È un po’ lungo il pezzo di John Tamny – che scrive per RealClearMarkets e Forbes – ma ve lo consiglio caldamente. Non foss’altro per il titolo: Europe’s Problem Is Decidedly Not the Euro. È snervante l’idea di aver perso nello scorso triennio di Nuova Depressione la possibilità di far fare un passo in avanti alla costruzione delle istituzioni comuni europee. Di seguito un breve estratto. Buona lettura.
More realistically, when Greece was bailed out, it wasn’t a country that’s been in arrears to creditors for half its modern existence being bailed out, rather it was the banks with exposure to its debt. Lowry might find himself in a difficult situation there given the nominally free market National Review’s endorsement of TARP and the various U.S. bank bailouts, but if conservatives would stick to basic principles that elevate both success and failure, Greece would have defaulted, some banks with improper exposure would have happily gone under, and a wasteful government would have been starved of capital to the benefit of private sector interests in the same country.
Returning to “contagion”, Italy and Spain find themselves facing default today precisely because the banks with exposure to Greek debt were bailed out implicitly through a bailout of the country.

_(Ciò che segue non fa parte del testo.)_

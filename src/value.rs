// SPDX-License-Identifier: Apache-2.0

//! Concrete bit-vector numerals.

use std::fmt;

use bitvec::prelude::*;

/// A fixed-width unsigned numeral; index 0 of `bits` is the LSB.
#[derive(Debug, Clone, PartialEq, Eq, Hash, PartialOrd, Ord)]
pub struct BvValue {
    bits: BitVec,
}

impl BvValue {
    pub fn from_bits(bits: BitVec) -> Self {
        BvValue { bits }
    }

    /// Builds a `width`-bit numeral from `value`, truncating modulo 2^width.
    pub fn from_u64(value: u64, width: usize) -> Self {
        let bits = (0..width)
            .map(|i| i < 64 && (value >> i) & 1 == 1)
            .collect();
        BvValue { bits }
    }

    pub fn zero(width: usize) -> Self {
        BvValue {
            bits: BitVec::repeat(false, width),
        }
    }

    pub fn width(&self) -> usize {
        self.bits.len()
    }

    pub fn bit(&self, index: usize) -> bool {
        self.bits[index]
    }

    pub fn bits(&self) -> &BitSlice {
        &self.bits
    }

    /// The value as a `u64`, when every set bit fits.
    pub fn to_u64(&self) -> Option<u64> {
        if self.bits.iter_ones().any(|i| i >= 64) {
            return None;
        }
        Some(
            self.bits
                .iter_ones()
                .fold(0u64, |acc, i| acc | (1u64 << i)),
        )
    }
}

impl fmt::Display for BvValue {
    /// SMT-LIB binary literal, most significant bit first.
    fn fmt(&self, f: &mut fmt::Formatter<'_>) -> fmt::Result {
        write!(f, "#b")?;
        for bit in self.bits.iter().rev() {
            write!(f, "{}", if *bit { '1' } else { '0' })?;
        }
        Ok(())
    }
}

#[cfg(test)]
mod tests {
    use super::*;
    use pretty_assertions::assert_eq;

    #[test]
    fn test_from_u64_truncates() {
        let v = BvValue::from_u64(0x1f, 4);
        assert_eq!(v.to_u64(), Some(0xf));
        assert_eq!(v.width(), 4);
        assert_eq!(v.to_string(), "#b1111");
    }

    #[test]
    fn test_wide_values() {
        let mut bits: BitVec = BitVec::repeat(false, 70);
        bits.set(65, true);
        let v = BvValue::from_bits(bits);
        assert_eq!(v.to_u64(), None);
        assert_eq!(BvValue::from_u64(5, 70).to_u64(), Some(5));
    }

    #[test]
    fn test_display_msb_first() {
        assert_eq!(BvValue::from_u64(0b0110, 4).to_string(), "#b0110");
        assert_eq!(BvValue::zero(2).to_string(), "#b00");
    }
}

Absent this most economy-sapping of moves by the IMF and various governments, Italy and Spain would have seen clearly that there would be no relief coming their way, and fear of default would have forced them to get their fiscal houses in order much earlier. In short, the “contagion” that Lowry refers to is the logical result of governments messing with natural market forces, and in doing so, authoring much worse problems (Italy and Spain, once again) down the line.